I assume that your animation frame images are compressed (PNG or JPG). The compressed size is not useful for calculating how much memory is needed to display them. For that, you need to think about the uncompressed size. This will be the number of pixels (320x480) multiplied by the number of bytes per pixel, which is typically 4 (32 bits). For your images, then, each one will be 614,400 bytes. For the 26-frame animation example you provided, that will require a total of 15,974,400 bytes to hold the raw bitmap data for all the frames, not counting the object overhead.

Looking at the source code for AnimationDrawable, it appears to load all of the frames into memory at once, which it would basically have to do for good performance.

Whether you can allocate this much memory or not is very system dependent. I would at least recommend trying this on a real device instead of the emulator. You can also try tweaking the emulator's available RAM size, but this is just guessing.

There are ways to use BitmapFactory.inPreferredConfig to load bitmaps in a more memory-efficient format like RGB 565 (rather than ARGB 8888). This would save some space, but it still might not be enough.

If you can't allocate that much memory at once, you have to consider other options.
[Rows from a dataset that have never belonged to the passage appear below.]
//! `linux/uinput.h`.

use std::ffi::{c_char, c_int, c_uint};

use uoctl::{_IO, _IOC, _IOC_READ, _IOR, _IOW, Ioctl};

use super::input::input_id;

pub const UINPUT_MAX_NAME_SIZE: usize = 80;

pub const UINPUT_IOCTL_BASE: u8 = b'U';
pub const UI_DEV_CREATE: Ioctl = _IO(UINPUT_IOCTL_BASE, 1);

#[repr(C)]
pub struct uinput_setup {
    pub id: input_id,
    pub name: [c_char; UINPUT_MAX_NAME_SIZE],
    pub ff_effects_max: u32,
}

pub const UI_DEV_SETUP: Ioctl<*const uinput_setup> = _IOW(UINPUT_IOCTL_BASE, 3);

pub const UI_SET_EVBIT: Ioctl<c_int> = _IOW(UINPUT_IOCTL_BASE, 100).with_direct_arg();
pub const UI_SET_KEYBIT: Ioctl<c_int> = _IOW(UINPUT_IOCTL_BASE, 101).with_direct_arg();

pub const fn UI_GET_SYSNAME(len: usize) -> Ioctl<*mut c_char> {
    _IOC(_IOC_READ, UINPUT_IOCTL_BASE, 44, len)
}

pub const UI_GET_VERSION: Ioctl<*mut c_uint> = _IOR(UINPUT_IOCTL_BASE, 45);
Most high performance graphics applications (e.g. games) draw their graphics from combinations of smaller graphics (sprites) or 2D or 3D primitives (rectangles, triangles). Drawing a full-screen bitmap for every frame is effectively the same as rendering video; not necessarily the most efficient.

Does the entire content of your animation change with each frame? Another optimization could be to animate only the portion that actually changes, and chop up your bitmaps to account for that.

To summarize, you need to find a way to draw your animation using less memory. There are many options, but it depends a lot on how your animation needs to look.